Una expectativa que es fundamental aclarar con las partes interesadas es que es posible que nunca se pueda identificar el ataque inicial, ya que cabe la posibilidad de que los datos necesarios para ello se hayan eliminado antes de iniciarse la investigación, como cuando un atacante borra su rastro mediante la acumulación de registros.
Procedimientos recomendados de respuesta de operaciones
En lo que se refiere a los aspectos de las operaciones de seguridad (SecOps) relacionados con la respuesta a incidentes, estos son algunos objetivos a tener en cuenta:
Mantener la concentración
Asegúrese de centrarse en los datos críticos para la empresa, el impacto para los clientes y la preparación para la corrección.
Proporcionar coordinación y claridad de roles
Establezca roles diferenciados para las operaciones de apoyo al equipo de crisis y confirme que los equipos técnicos, jurídico y de comunicaciones se mantienen informados entre sí.
Mantener la perspectiva empresarial
Siempre debe tener en cuenta el impacto en las operaciones empresariales tanto de las acciones del adversario como de sus propias acciones de respuesta.
Estos son algunos consejos útiles:
Utilizar el Sistema de Comando de Incidentes (ICS) para la administración de crisis
Si no tiene una organización permanente que administre incidentes de seguridad, se recomienda usar el ICS como una estructura organizativa temporal para administrar la crisis.
Mantener intactas las operaciones diarias en curso
Asegúrese de que SecOps normales no queden completamente marginadas al priorizar la investigación del incidente.
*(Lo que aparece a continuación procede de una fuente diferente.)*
//! # HTTP Handlers
//!
//! The OpenAI-compatible surface served by the gateway:
//!
//! - `POST /v1/chat/completions`: buffered chat completion (streams when
//!   the body sets `stream: true`)
//! - `POST /v1/chat/stream`: SSE stream: each chunk is an
//!   `event: message` frame whose `data:` payload matches the buffered
//!   response with a `delta` per choice; the terminal frame carries
//!   `done: true`, a final `data: [DONE]` line closes the stream, and an
//!   `event: error` frame precedes close on failure
//! - `GET /v1/models`: aggregated model list across providers
//! - `GET /health`, `GET /health/detailed`: liveness and readiness
//! - `GET /metrics`: Prometheus text exposition (separate listener)
//! - `GET /admin/providers`, `POST /admin/metrics/reset`: runtime state

use crate::gateway_error::GatewayError;
use crate::state::AppState;
use axum::body::{Body, Bytes};
use axum::extract::State;
use axum::http::{header, StatusCode};
use axum::response::{IntoResponse, Response};
use axum::Json;
use futures::StreamExt;
use llm_gateway_core::models::{
    ChatRequest, Delta, FinishReason, StreamChoice, StreamChunk,
};
use serde_json::json;
use tokio_stream::wrappers::UnboundedReceiverStream;
use tokio_util::sync::CancellationToken;

/// Decode and validate the request body; shape errors surface as 400s in
/// the standard envelope.
fn parse_request(body: serde_json::Value) -> Result<ChatRequest, GatewayError> {
    let request: ChatRequest = serde_json::from_value(body)
        .map_err(|e| GatewayError::invalid_request(format!("malformed request body: {e}")))?;
    if request.model.trim().is_empty() {
        return Err(GatewayError::invalid_request("model is required"));
    }
    if request.messages.is_empty() {
        return Err(GatewayError::invalid_request("messages must not be empty"));
    }
    Ok(request)
}

/// `POST /v1/chat/completions`
pub async fn chat_completions(
    State(state): State<AppState>,
    Json(body): Json<serde_json::Value>,
) -> Result<Response, GatewayError> {
    let mut request = parse_request(body)?;
    if request.id.is_none() {
        request.id = Some(uuid::Uuid::new_v4().to_string());
    }

    if request.stream == Some(true) {
        return Ok(stream_response(state, request));
    }

    let ctx = CancellationToken::new();
    let (response, decision) = state.router.dispatch(&ctx, request).await?;
    tracing::info!(
        id = %response.id,
        provider = %decision.provider,
        strategy = %decision.strategy,
        attempt = decision.attempt,
        latency_ms = response.latency_ms,
        "chat completion served"
    );
    Ok(Json(response).into_response())
}

/// `POST /v1/chat/stream`
pub async fn chat_stream(
    State(state): State<AppState>,
    Json(body): Json<serde_json::Value>,
) -> Result<Response, GatewayError> {
    let mut request = parse_request(body)?;
    if request.id.is_none() {
        request.id = Some(uuid::Uuid::new_v4().to_string());
    }
    Ok(stream_response(state, request))
}

fn sse_frame(event: &str, data: &str) -> String {
    format!("event: {event}\ndata: {data}\n\n")
}

/// Drive the router's push stream into an SSE body. The dispatch runs in
/// its own task; a dropped client cancels the context, which closes the
/// upstream connection.
fn stream_response(state: AppState, request: ChatRequest) -> Response {
    let (tx, rx) = tokio::sync::mpsc::unbounded_channel::<String>();
    let ctx = CancellationToken::new();

    let id = request.id.clone().unwrap_or_default();
    let model = request.model.clone();
    let created = chrono::Utc::now().timestamp() as u64;

    let task_ctx = ctx.clone();
    tokio::spawn(async move {
        let chunk_tx = tx.clone();
        let cancel_on_disconnect = task_ctx.clone();
        let chunk_id = id.clone();
        let chunk_model = model.clone();
        let mut emit = move |content: &str, done: bool| {
            // The terminal frame is written after dispatch returns, when the
            // selected provider is known.
            if done {
                return;
            }
            let frame = StreamChunk {
                id: chunk_id.clone(),
                model: chunk_model.clone(),
                provider: String::new(),
                created,
                choices: vec![StreamChoice {
                    index: 0,
                    delta: Delta { content: Some(content.to_string()) },
                    finish_reason: None,
                }],
                done: false,
            };
            let payload = serde_json::to_string(&frame).unwrap_or_default();
            if chunk_tx.send(sse_frame("message", &payload)).is_err() {
                cancel_on_disconnect.cancel();
            }
        };

        match state.router.dispatch_stream(&task_ctx, request, &mut emit).await {
            Ok(decision) => {
                let terminal = StreamChunk {
                    id,
                    model,
                    provider: decision.provider.clone(),
                    created,
                    choices: vec![StreamChoice {
                        index: 0,
                        delta: Delta::default(),
                        finish_reason: Some(FinishReason::Stop),
                    }],
                    done: true,
                };
                let payload = serde_json::to_string(&terminal).unwrap_or_default();
                let _ = tx.send(sse_frame("message", &payload));
                let _ = tx.send("data: [DONE]\n\n".to_string());
                tracing::info!(provider = %decision.provider, "stream completed");
            }
            Err(err) => {
                tracing::warn!(category = err.category.as_str(), "stream failed");
                let envelope = GatewayError::from(err).envelope();
                let _ = tx.send(sse_frame("error", &envelope.to_string()));
            }
        }
    });

    let body_stream =
        UnboundedReceiverStream::new(rx).map(|frame| Ok::<_, std::convert::Infallible>(Bytes::from(frame)));

    Response::builder()
        .status(StatusCode::OK)
        .header(header::CONTENT_TYPE, "text/event-stream")
        .header(header::CACHE_CONTROL, "no-cache")
        .body(Body::from_stream(body_stream))
        .expect("static response parts are valid")
}

/// `GET /v1/models`
pub async fn list_models(State(state): State<AppState>) -> Json<serde_json::Value> {
    let data: Vec<serde_json::Value> = state
        .registry
        .enumerate()
        .iter()
        .flat_map(|provider| provider.list_models())
        .map(|descriptor| {
            json!({
                "id": descriptor.name,
                "object": "model",
                "owned_by": descriptor.provider,
            })
        })
        .collect();
    Json(json!({ "object": "list", "data": data }))
}

/// `GET /health` liveness probe: healthy while the probe loop is running.
pub async fn health(State(state): State<AppState>) -> Response {
    if state.health.is_running() {
        Json(json!({ "status": "healthy" })).into_response()
    } else {
        (
            StatusCode::SERVICE_UNAVAILABLE,
            Json(json!({ "status": "stopped" })),
        )
            .into_response()
    }
}

/// `GET /health/detailed` readiness probe: healthy iff at least one
/// provider is healthy, degraded otherwise. Database and cache liveness
/// belong to external collaborators and are reported as such.
pub async fn health_detailed(State(state): State<AppState>) -> Response {
    let states = state.health.get_all();
    let any_routable = state
        .registry
        .names()
        .iter()
        .any(|name| state.health.is_routable(name));

    let status = if any_routable { "healthy" } else { "degraded" };
    let providers: serde_json::Map<String, serde_json::Value> = states
        .iter()
        .map(|(name, s)| {
            (
                name.clone(),
                json!({
                    "verdict": s.verdict,
                    "detail": s.status_detail,
                    "consecutive_failures": s.consecutive_failures,
                    "last_rtt_ms": s.last_rtt.map(|d| d.as_millis() as u64),
                }),
            )
        })
        .collect();

    let body = json!({
        "status": status,
        "providers": providers,
        "components": { "database": "external", "cache": "external" },
    });
    if any_routable {
        Json(body).into_response()
    } else {
        (StatusCode::SERVICE_UNAVAILABLE, Json(body)).into_response()
    }
}

/// `GET /admin/providers`: runtime state snapshot per provider.
pub async fn admin_providers(State(state): State<AppState>) -> Json<serde_json::Value> {
    let breakers = state.router.breaker_snapshots();
    let providers: Vec<serde_json::Value> = state
        .registry
        .enumerate()
        .iter()
        .map(|provider| {
            let name = provider.name();
            let stats = state.metrics.provider_stats(name);
            json!({
                "name": name,
                "type": provider.provider_type().as_str(),
                "weight": provider.weight(),
                "health": state.health.get(name),
                "breaker": breakers.get(name),
                "in_flight": state.router.in_flight_count(name),
                "stats": stats,
                "rate_limit": provider.rate_limit_snapshot(),
            })
        })
        .collect();
    Json(json!({ "providers": providers, "retry": state.router.retry_stats() }))
}

/// `POST /admin/metrics/reset`
pub async fn admin_reset_metrics(State(state): State<AppState>) -> Json<serde_json::Value> {
    state.metrics.reset();
    tracing::info!("metrics reset by administrative request");
    Json(json!({ "status": "reset" }))
}

/// `GET /metrics`: Prometheus text exposition, served from the dedicated
/// metrics listener.
pub async fn prometheus_metrics(State(state): State<AppState>) -> Response {
    let snapshot = state.metrics.snapshot();
    let mut out = String::new();

    out.push_str("# HELP gateway_requests_total Requests routed, by strategy.\n");
    out.push_str("# TYPE gateway_requests_total counter\n");
    for (strategy, stats) in &snapshot.strategies {
        out.push_str(&format!(
            "gateway_requests_total{{strategy=\"{strategy}\"}} {}\n",
            stats.selections
        ));
    }

    out.push_str("# HELP gateway_provider_health Provider health verdict (1 healthy, 0 unhealthy).\n");
    out.push_str("# TYPE gateway_provider_health gauge\n");
    for name in state.registry.names() {
        let value = if state.health.is_routable(&name) { 1 } else { 0 };
        out.push_str(&format!(
            "gateway_provider_health{{provider=\"{name}\"}} {value}\n"
        ));
    }

    out.push_str(
        "# HELP gateway_circuit_breaker_state Breaker state (0 closed, 1 open, 2 half-open).\n",
    );
    out.push_str("# TYPE gateway_circuit_breaker_state gauge\n");
    for (name, breaker) in state.router.breaker_snapshots() {
        out.push_str(&format!(
            "gateway_circuit_breaker_state{{provider=\"{name}\"}} {}\n",
            breaker.state.as_u8()
        ));
    }

    out.push_str("# HELP gateway_provider_latency_seconds Request latency quantiles per provider.\n");
    out.push_str("# TYPE gateway_provider_latency_seconds summary\n");
    for (name, stats) in &snapshot.providers {
        for (quantile, value_ms) in [
            ("0.5", stats.p50_latency_ms),
            ("0.95", stats.p95_latency_ms),
            ("0.99", stats.p99_latency_ms),
        ] {
            out.push_str(&format!(
                "gateway_provider_latency_seconds{{provider=\"{name}\",quantile=\"{quantile}\"}} {}\n",
                value_ms as f64 / 1000.0
            ));
        }
    }

    out.push_str("# HELP gateway_uptime_seconds Seconds since start or the last metrics reset.\n");
    out.push_str("# TYPE gateway_uptime_seconds gauge\n");
    out.push_str(&format!("gateway_uptime_seconds {}\n", snapshot.uptime_secs));

    (
        [(header::CONTENT_TYPE, "text/plain; version=0.0.4")],
        out,
    )
        .into_response()
}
Todavía es necesario realizar esos trabajos.
Evitar gastos innecesarios
Muchos incidentes importantes dan como resultado la compra de herramientas de seguridad costosas fruto de la presión que nunca se implementan ni se usan. Si no puede implementar y usar una herramienta durante la investigación (lo que puede incluir la contratación y el entrenamiento de personal adicional con los conjuntos de aptitudes necesarios para operar la herramienta), aplace la adquisición hasta después de finalizar la investigación.
Contar con expertos con amplios conocimientos
Asegúrese de que tiene la posibilidad de trasladar preguntas e incidencias a expertos cualificados en plataformas críticas. Esta capacidad puede requerir acceso al sistema operativo y al proveedor de aplicaciones para sistemas críticos para la empresa y componentes de toda la empresa, como dispositivos de escritorio y servidores.
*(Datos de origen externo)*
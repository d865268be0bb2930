//! Shared HTTP plumbing for provider adapters: a pooled `reqwest` client per
//! adapter, auth strategies, cancellation-aware request helpers, error-body
//! classification and rate-limit header parsing.

use crate::error::ClassifiedError;
use crate::models::RateLimitSnapshot;
use crate::providers::RateLimit;
use chrono::{DateTime, Utc};
use reqwest::header::HeaderMap;
use reqwest::{Client, Response};
use serde::de::DeserializeOwned;
use serde::Serialize;
use std::collections::HashMap;
use std::sync::Mutex;
use std::time::Duration;
use tokio_util::sync::CancellationToken;

/// How an adapter authenticates against its upstream.
#[derive(Clone, Debug)]
pub enum AuthStrategy {
    /// `Authorization: Bearer <token>`
    Bearer { token: String },
    /// A named header, e.g. `x-api-key`
    Header { name: String, value: String },
    /// No static auth; credentials are supplied per request (Baidu's
    /// access-token query parameter)
    None,
}

/// Pooled HTTP client bound to one provider endpoint.
pub struct HttpProviderClient {
    http: Client,
    base_url: String,
    default_headers: HeaderMap,
    provider: String,
    rate: RateLimitTracker,
}

impl HttpProviderClient {
    pub fn new(
        provider: &str,
        timeout: Duration,
        base_url: Option<String>,
        default_base: &str,
        headers: &HashMap<String, String>,
        auth: AuthStrategy,
        declared_limit: Option<RateLimit>,
    ) -> Result<Self, ClassifiedError> {
        let http = Client::builder()
            .timeout(timeout)
            .user_agent(format!("LLM-Gateway/{}", env!("CARGO_PKG_VERSION")))
            .build()
            .map_err(|e| {
                ClassifiedError::new(
                    crate::error::ErrorCategory::Client,
                    provider,
                    "init",
                    format!("failed to build HTTP client: {e}"),
                )
            })?;

        let mut default_headers = HeaderMap::new();
        match auth {
            AuthStrategy::Bearer { token } => {
                if let Ok(value) = format!("Bearer {token}").parse() {
                    default_headers.insert("Authorization", value);
                }
            }
            AuthStrategy::Header { name, value } => {
                if let (Ok(name), Ok(value)) =
                    (name.parse::<reqwest::header::HeaderName>(), value.parse())
                {
                    default_headers.insert(name, value);
                }
            }
            AuthStrategy::None => {}
        }
        for (k, v) in headers {
            if let (Ok(name), Ok(value)) = (k.parse::<reqwest::header::HeaderName>(), v.parse()) {
                default_headers.insert(name, value);
            }
        }

        Ok(Self {
            http,
            base_url: base_url.unwrap_or_else(|| default_base.to_string()),
            default_headers,
            provider: provider.to_string(),
            rate: RateLimitTracker::new(declared_limit),
        })
    }

    fn build_url(&self, path: &str) -> String {
        if path.starts_with('/') {
            format!("{}{}", self.base_url.trim_end_matches('/'), path)
        } else {
            format!("{}/{}", self.base_url.trim_end_matches('/'), path)
        }
    }

    /// POST a JSON body and decode a JSON response, classifying failures.
    pub async fn post_json<TReq: Serialize, TResp: DeserializeOwned>(
        &self,
        ctx: &CancellationToken,
        operation: &str,
        path: &str,
        query: &[(&str, String)],
        body: &TReq,
    ) -> Result<TResp, ClassifiedError> {
        let resp = self.post_raw(ctx, operation, path, query, body).await?;
        if !resp.status().is_success() {
            return Err(self.classify_response(operation, resp).await);
        }
        let bytes = tokio::select! {
            _ = ctx.cancelled() => return Err(ClassifiedError::cancelled(&self.provider, operation)),
            bytes = resp.bytes() => bytes
                .map_err(|e| ClassifiedError::from_transport(e, &self.provider, operation))?,
        };
        serde_json::from_slice(&bytes)
            .map_err(|e| ClassifiedError::invalid_response(&self.provider, operation, e))
    }

    /// POST a JSON body and hand back the raw response, for streaming
    /// decoders. The status is not checked here.
    pub async fn post_raw<TReq: Serialize>(
        &self,
        ctx: &CancellationToken,
        operation: &str,
        path: &str,
        query: &[(&str, String)],
        body: &TReq,
    ) -> Result<Response, ClassifiedError> {
        let url = self.build_url(path);
        let mut builder = self
            .http
            .post(url)
            .headers(self.default_headers.clone())
            .json(body);
        if !query.is_empty() {
            builder = builder.query(query);
        }
        let resp = tokio::select! {
            _ = ctx.cancelled() => return Err(ClassifiedError::cancelled(&self.provider, operation)),
            resp = builder.send() => resp
                .map_err(|e| ClassifiedError::from_transport(e, &self.provider, operation))?,
        };
        self.rate.observe(resp.headers());
        Ok(resp)
    }

    /// GET and decode a JSON response.
    pub async fn get_json<TResp: DeserializeOwned>(
        &self,
        ctx: &CancellationToken,
        operation: &str,
        path: &str,
    ) -> Result<TResp, ClassifiedError> {
        let url = self.build_url(path);
        let builder = self.http.get(url).headers(self.default_headers.clone());
        let resp = tokio::select! {
            _ = ctx.cancelled() => return Err(ClassifiedError::cancelled(&self.provider, operation)),
            resp = builder.send() => resp
                .map_err(|e| ClassifiedError::from_transport(e, &self.provider, operation))?,
        };
        self.rate.observe(resp.headers());
        if !resp.status().is_success() {
            return Err(self.classify_response(operation, resp).await);
        }
        let bytes = tokio::select! {
            _ = ctx.cancelled() => return Err(ClassifiedError::cancelled(&self.provider, operation)),
            bytes = resp.bytes() => bytes
                .map_err(|e| ClassifiedError::from_transport(e, &self.provider, operation))?,
        };
        serde_json::from_slice(&bytes)
            .map_err(|e| ClassifiedError::invalid_response(&self.provider, operation, e))
    }

    /// Classify a non-success HTTP response into the common error schema,
    /// pulling a message out of the usual JSON error shapes and honoring
    /// `Retry-After` on 429s.
    pub async fn classify_response(&self, operation: &str, resp: Response) -> ClassifiedError {
        let status = resp.status().as_u16();
        let retry_after = parse_retry_after(resp.headers());
        let body = resp.text().await.unwrap_or_default();
        let message = extract_error_message(&body).unwrap_or_else(|| {
            if body.is_empty() {
                format!("upstream returned status {status}")
            } else {
                body.clone()
            }
        });
        ClassifiedError::from_status(status, &self.provider, operation, message, retry_after)
    }

    /// Current advisory rate-limit snapshot.
    pub fn rate_limit_snapshot(&self) -> RateLimitSnapshot {
        self.rate.snapshot()
    }

    pub fn base_url(&self) -> &str {
        &self.base_url
    }
}

/// Pull a human message out of the common upstream error shapes:
/// `{"error": {"message": ...}}`, `{"error_msg": ...}`, `{"message": ...}`.
fn extract_error_message(body: &str) -> Option<String> {
    let value: serde_json::Value = serde_json::from_str(body).ok()?;
    value
        .get("error")
        .and_then(|e| e.get("message"))
        .or_else(|| value.get("error_msg"))
        .or_else(|| value.get("message"))
        .and_then(|m| m.as_str())
        .map(|s| s.to_string())
}

/// Parse a `Retry-After` header given in whole seconds.
pub fn parse_retry_after(headers: &HeaderMap) -> Option<Duration> {
    headers
        .get(reqwest::header::RETRY_AFTER)?
        .to_str()
        .ok()?
        .trim()
        .parse::<u64>()
        .ok()
        .map(Duration::from_secs)
}

/// Tracks the advisory rate-limit view parsed from upstream response
/// headers. Writers hold the mutex only to copy a few integers.
pub struct RateLimitTracker {
    declared: Option<RateLimit>,
    observed: Mutex<Observed>,
}

#[derive(Default, Clone)]
struct Observed {
    remaining_rpm: Option<u32>,
    remaining_tpm: Option<u32>,
    reset_at: Option<DateTime<Utc>>,
}

/// Header names checked for remaining-request budgets, in order.
const REMAINING_REQUEST_HEADERS: &[&str] = &[
    "x-ratelimit-remaining-requests",
    "anthropic-ratelimit-requests-remaining",
];

/// Header names checked for remaining-token budgets, in order.
const REMAINING_TOKEN_HEADERS: &[&str] = &[
    "x-ratelimit-remaining-tokens",
    "anthropic-ratelimit-tokens-remaining",
];

/// Header names checked for window-reset timestamps, in order.
const RESET_HEADERS: &[&str] = &[
    "anthropic-ratelimit-requests-reset",
    "x-ratelimit-reset-requests",
];

impl RateLimitTracker {
    pub fn new(declared: Option<RateLimit>) -> Self {
        Self { declared, observed: Mutex::new(Observed::default()) }
    }

    /// Fold the rate-limit headers of a response into the snapshot.
    pub fn observe(&self, headers: &HeaderMap) {
        let remaining_rpm = first_numeric_header(headers, REMAINING_REQUEST_HEADERS);
        let remaining_tpm = first_numeric_header(headers, REMAINING_TOKEN_HEADERS);
        let reset_at = RESET_HEADERS.iter().find_map(|name| {
            headers
                .get(*name)?
                .to_str()
                .ok()?
                .parse::<DateTime<Utc>>()
                .ok()
        });

        if remaining_rpm.is_none() && remaining_tpm.is_none() && reset_at.is_none() {
            return;
        }
        let mut observed = self.observed.lock().unwrap();
        if remaining_rpm.is_some() {
            observed.remaining_rpm = remaining_rpm;
        }
        if remaining_tpm.is_some() {
            observed.remaining_tpm = remaining_tpm;
        }
        if reset_at.is_some() {
            observed.reset_at = reset_at;
        }
    }

    pub fn snapshot(&self) -> RateLimitSnapshot {
        let observed = self.observed.lock().unwrap().clone();
        let declared = self.declared.unwrap_or_default();
        RateLimitSnapshot {
            rpm: declared.requests_per_minute,
            tpm: declared.tokens_per_minute,
            remaining_rpm: observed.remaining_rpm,
            remaining_tpm: observed.remaining_tpm,
            reset_at: observed.reset_at,
        }
    }
}

fn first_numeric_header(headers: &HeaderMap, names: &[&str]) -> Option<u32> {
    names
        .iter()
        .find_map(|name| headers.get(*name)?.to_str().ok()?.trim().parse::<u32>().ok())
}

#[cfg(test)]
mod tests {
    use super::*;
    use reqwest::header::HeaderValue;

    #[test]
    fn retry_after_parses_seconds() {
        let mut headers = HeaderMap::new();
        headers.insert(reqwest::header::RETRY_AFTER, HeaderValue::from_static("2"));
        assert_eq!(parse_retry_after(&headers), Some(Duration::from_secs(2)));

        headers.insert(reqwest::header::RETRY_AFTER, HeaderValue::from_static("soon"));
        assert_eq!(parse_retry_after(&headers), None);
    }

    #[test]
    fn error_message_extraction_handles_common_shapes() {
        assert_eq!(
            extract_error_message(r#"{"error": {"message": "bad key"}}"#),
            Some("bad key".to_string())
        );
        assert_eq!(
            extract_error_message(r#"{"error_msg": "qps limit"}"#),
            Some("qps limit".to_string())
        );
        assert_eq!(extract_error_message("not json"), None);
    }

    #[test]
    fn tracker_folds_headers_and_keeps_declared_limits() {
        let tracker = RateLimitTracker::new(Some(RateLimit {
            requests_per_minute: 600,
            tokens_per_minute: 90_000,
        }));

        let mut headers = HeaderMap::new();
        headers.insert(
            "x-ratelimit-remaining-requests",
            HeaderValue::from_static("42"),
        );
        tracker.observe(&headers);

        let snapshot = tracker.snapshot();
        assert_eq!(snapshot.rpm, 600);
        assert_eq!(snapshot.tpm, 90_000);
        assert_eq!(snapshot.remaining_rpm, Some(42));
        assert_eq!(snapshot.remaining_tpm, None);

        // A later response without headers does not erase what we know.
        tracker.observe(&HeaderMap::new());
        assert_eq!(tracker.snapshot().remaining_rpm, Some(42));

        let mut anthropic = HeaderMap::new();
        anthropic.insert(
            "anthropic-ratelimit-tokens-remaining",
            HeaderValue::from_static("88000"),
        );
        tracker.observe(&anthropic);
        assert_eq!(tracker.snapshot().remaining_tpm, Some(88_000));
    }
}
Establecer flujos de información
Establezca una guía y expectativas claras para el flujo de información entre los responsables de respuesta a incidentes sénior y las partes interesadas de la organización. Consulte Planeamiento de respuesta a incidentes para más información.
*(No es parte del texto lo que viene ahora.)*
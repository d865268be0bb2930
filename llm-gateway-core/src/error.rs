//! # Error Classification
//!
//! Every failure that crosses an adapter boundary is converted into a
//! [`ClassifiedError`]: a category, the HTTP status when one exists, the
//! provider and operation it came from, and a retryability verdict the retry
//! layer and circuit breaker act on.
//!
//! ## Categories and retryability
//!
//! | Category | Retryable | Typical source |
//! |---|---|---|
//! | `auth` | no | 401/403, invalid credential |
//! | `client` | no | 4xx, malformed request, unsupported model |
//! | `quota` | no | 402, billing exhausted |
//! | `rate_limit` | yes | 429, `Retry-After` honored |
//! | `timeout` | yes | local deadline or upstream stall |
//! | `network` | yes | socket, DNS, TLS |
//! | `server` | yes | upstream 5xx |
//!
//! Classification is idempotent: classifying an already-classified error
//! returns the same classification.

use serde::{Deserialize, Serialize};
use std::time::Duration;
use thiserror::Error;

/// Category of a classified error.
#[derive(Debug, Clone, Copy, PartialEq, Eq, Hash, Serialize, Deserialize)]
#[serde(rename_all = "snake_case")]
pub enum ErrorCategory {
    Auth,
    RateLimit,
    Quota,
    Network,
    Server,
    Client,
    Timeout,
}

impl ErrorCategory {
    /// Default retryability verdict for the category. Unknown or
    /// non-transient categories are never retried.
    pub fn retryable(self) -> bool {
        matches!(
            self,
            ErrorCategory::RateLimit
                | ErrorCategory::Network
                | ErrorCategory::Server
                | ErrorCategory::Timeout
        )
    }

    /// Whether failures of this category count toward a provider's circuit
    /// breaker. Policy refusals (`quota`) and caller mistakes (`auth`,
    /// `client`) do not; `rate_limit` contributes only once retries are
    /// exhausted, which the router handles separately.
    pub fn counts_toward_breaker(self) -> bool {
        matches!(
            self,
            ErrorCategory::Network | ErrorCategory::Server | ErrorCategory::Timeout
        )
    }

    pub fn as_str(self) -> &'static str {
        match self {
            ErrorCategory::Auth => "auth",
            ErrorCategory::RateLimit => "rate_limit",
            ErrorCategory::Quota => "quota",
            ErrorCategory::Network => "network",
            ErrorCategory::Server => "server",
            ErrorCategory::Client => "client",
            ErrorCategory::Timeout => "timeout",
        }
    }
}

/// An error classified against the common schema shared by all adapters.
#[derive(Debug, Error)]
#[error("{} error from {provider} during {operation}: {message}", .category.as_str())]
pub struct ClassifiedError {
    /// Failure category
    pub category: ErrorCategory,
    /// HTTP status, when the failure came from an HTTP response
    pub status: Option<u16>,
    /// Provider the failure is attributed to
    pub provider: String,
    /// Operation tag, e.g. `chat`, `chat_stream`, `health_probe`, `routing`
    pub operation: String,
    /// Human-readable message
    pub message: String,
    /// Whether the retry layer may attempt this operation again
    pub retryable: bool,
    /// Explicit upstream backoff hint, from a `Retry-After` header or a
    /// platform error table
    pub retry_after: Option<Duration>,
    /// Wrapped cause
    #[source]
    pub source: Option<Box<dyn std::error::Error + Send + Sync>>,
}

impl ClassifiedError {
    pub fn new(
        category: ErrorCategory,
        provider: impl Into<String>,
        operation: impl Into<String>,
        message: impl Into<String>,
    ) -> Self {
        Self {
            category,
            status: None,
            provider: provider.into(),
            operation: operation.into(),
            message: message.into(),
            retryable: category.retryable(),
            retry_after: None,
            source: None,
        }
    }

    pub fn with_status(mut self, status: u16) -> Self {
        self.status = Some(status);
        self
    }

    pub fn with_retry_after(mut self, retry_after: Duration) -> Self {
        self.retry_after = Some(retry_after);
        self
    }

    pub fn with_source(mut self, source: impl std::error::Error + Send + Sync + 'static) -> Self {
        self.source = Some(Box::new(source));
        self
    }

    /// Classify an HTTP status code per the shared mapping: 401/403 are
    /// `auth`, 402 `quota`, 429 `rate_limit`, other 4xx `client`, 5xx
    /// `server`.
    pub fn from_status(
        status: u16,
        provider: impl Into<String>,
        operation: impl Into<String>,
        message: impl Into<String>,
        retry_after: Option<Duration>,
    ) -> Self {
        let category = category_for_status(status);
        let mut err = Self::new(category, provider, operation, message).with_status(status);
        if category == ErrorCategory::RateLimit {
            err.retry_after = retry_after.or(Some(DEFAULT_RATE_LIMIT_RETRY_AFTER));
        }
        err
    }

    /// Classify a platform error code from a Baidu-style (or Zhipu-style)
    /// error body. Unknown codes default to a non-retryable `client` error.
    pub fn from_platform_code(
        code: i64,
        provider: impl Into<String>,
        operation: impl Into<String>,
        message: impl Into<String>,
    ) -> Self {
        match code {
            1001 | 1002 => Self::new(ErrorCategory::Auth, provider, operation, message),
            1003 | 1004 => Self::new(ErrorCategory::Client, provider, operation, message),
            1013 => Self::new(ErrorCategory::RateLimit, provider, operation, message)
                .with_retry_after(DEFAULT_RATE_LIMIT_RETRY_AFTER),
            1301 | 1302 | 50001 | 50002 => {
                Self::new(ErrorCategory::Server, provider, operation, message)
            }
            _ => {
                let mut err = Self::new(ErrorCategory::Client, provider, operation, message);
                err.retryable = false;
                err
            }
        }
    }

    /// Classify a transport-level failure from the HTTP client. Deadline
    /// expiry maps to `timeout`, everything else to `network`.
    pub fn from_transport(
        err: reqwest::Error,
        provider: impl Into<String>,
        operation: impl Into<String>,
    ) -> Self {
        let category = if err.is_timeout() {
            ErrorCategory::Timeout
        } else {
            ErrorCategory::Network
        };
        let message = err.to_string();
        Self::new(category, provider, operation, message).with_source(err)
    }

    /// Terminal result for a cancelled context. Network-class by convention,
    /// but never retried.
    pub fn cancelled(provider: impl Into<String>, operation: impl Into<String>) -> Self {
        let mut err = Self::new(ErrorCategory::Network, provider, operation, "context cancelled");
        err.retryable = false;
        err
    }

    /// Malformed upstream payload.
    pub fn invalid_response(
        provider: impl Into<String>,
        operation: impl Into<String>,
        source: serde_json::Error,
    ) -> Self {
        Self::new(ErrorCategory::Server, provider, operation, "invalid upstream response body")
            .with_source(source)
    }
}

/// Fallback backoff applied to rate-limit errors that carry no explicit
/// `Retry-After`.
pub const DEFAULT_RATE_LIMIT_RETRY_AFTER: Duration = Duration::from_secs(60);

fn category_for_status(status: u16) -> ErrorCategory {
    match status {
        401 | 403 => ErrorCategory::Auth,
        402 => ErrorCategory::Quota,
        429 => ErrorCategory::RateLimit,
        400..=499 => ErrorCategory::Client,
        _ => ErrorCategory::Server,
    }
}

/// Classification entry point for errors that may already be classified.
/// Idempotent by construction: a [`ClassifiedError`] passes through
/// unchanged.
pub fn classify(err: ClassifiedError) -> ClassifiedError {
    err
}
Procedimientos recomendados de recuperación
La recuperación de los incidentes se puede realizar de forma eficaz desde una perspectiva técnica y de operaciones con estas recomendaciones.
Procedimientos recomendados de recuperación técnica
Para los aspectos técnicos de la recuperación de un incidente, estos son algunos objetivos a tener en cuenta:
No embarcarse en tareas imposibles
Limite el ámbito de respuesta para que la operación de recuperación se pueda ejecutar en un plazo de 24 horas o menos. Planee un fin de semana para abordar contingencias y aplicar las acciones correctivas.
Evitar distracciones
Aplace las inversiones en seguridad a largo plazo, como la implementación de nuevos sistemas de seguridad grandes y complejos o la sustitución de soluciones antimalware hasta después de la operación de recuperación. Todo lo que no tenga un impacto directo e inmediato en la operación de recuperación actual es una distracción.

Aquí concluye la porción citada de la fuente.